The Hazard Communication Standard (HCS) was written to give workers the right to know about hazardous chemicals in the workplace. It has since been expanded to ensure workers have access to information about these hazards, establishing a “right to understand.”

The HCS requires that:

  • Chemical manufacturers and importers are required to evaluate the hazards of the chemicals they produce or import, and prepare labels and safety data sheets to convey the hazard information to their downstream customers; and
  • All employers with hazardous chemicals in their workplaces must have labels and safety data sheets for their exposed workers, and train them to handle the chemicals appropriately.

Safety Data Sheets (SDSs)

If you thought I should have printed MSDS, you are only 4 months behind the deadline!

Formerly known as Material Safety Data Sheets (or MSDSs), these 16-section documents provide employers and employees with all the information they need to safely handle the hazardous material.

Don’t worry about the size of the SDS. Sixteen sections may sound overwhelming, but it’s really a way to organize the information so you can easily find and read specific details. A safety data sheet contains basic information such as what the product is, who made it and distributes it, types of hazard(s) associated with the chemical, what first aid measures work should a worker become exposed, how to handle and store the material, and so on.

Employers must ensure that SDSs are readily accessible to employees. If you regularly come in contact with hazardous chemicals, I strongly recommend you take a few minutes to review the SDS. You’ll want to know what to do should you or an employee is ever exposed.
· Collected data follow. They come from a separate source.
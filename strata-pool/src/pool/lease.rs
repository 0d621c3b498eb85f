//! Scoped ownership of a borrowed connection.

use std::fmt;
use std::ops::{Deref, DerefMut};
use std::sync::Arc;

use super::Pool;
use crate::Connection;
use crate::backend::ReleasedConnection;

/// A connection on loan from a [`Pool`].
///
/// The connection goes back to its pool exactly once, when the guard is
/// dropped. A guard marked with [`mark_broken`](Self::mark_broken) discards
/// the connection instead, freeing its slot for a fresh one.
pub struct PooledConnection {
    pool: Arc<Pool>,
    conn: Box<dyn Connection>,
    reusable: bool,
}

impl PooledConnection {
    pub(super) const fn new(pool: Arc<Pool>, conn: Box<dyn Connection>) -> Self {
        Self {
            pool,
            conn,
            reusable: true,
        }
    }

    /// Discard the connection on release instead of returning it to the
    /// idle set.
    pub const fn mark_broken(&mut self) {
        self.reusable = false;
    }

    /// Whether [`mark_broken`](Self::mark_broken) has been called.
    #[must_use]
    pub const fn is_broken(&self) -> bool {
        !self.reusable
    }

    /// Pool the connection belongs to.
    #[must_use]
    pub const fn pool(&self) -> &Arc<Pool> {
        &self.pool
    }
}

impl Deref for PooledConnection {
    type Target = dyn Connection;

    fn deref(&self) -> &Self::Target {
        self.conn.as_ref()
    }
}

impl DerefMut for PooledConnection {
    fn deref_mut(&mut self) -> &mut Self::Target {
        self.conn.as_mut()
    }
}

impl Drop for PooledConnection {
    fn drop(&mut self) {
        let conn = std::mem::replace(&mut self.conn, Box::new(ReleasedConnection));
        self.pool.release(conn, self.reusable);
    }
}

impl fmt::Debug for PooledConnection {
    fn fmt(&self, f: &mut fmt::Formatter<'_>) -> fmt::Result {
        f.debug_struct("PooledConnection")
            .field("pool", self.pool.identity())
            .field("broken", &self.is_broken())
            .finish_non_exhaustive()
    }
}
As of June 1, 2015, new SDSs are required to be in a standardized format. This will make reading them and finding the information you need that much easier. If you want more information on how they are organized and information they contain, click here to read the OHSA Safety Brief.

Another reason why SDSs are needed on job sites: First responders tell me that minutes count in making the difference between being alive and being kept alive.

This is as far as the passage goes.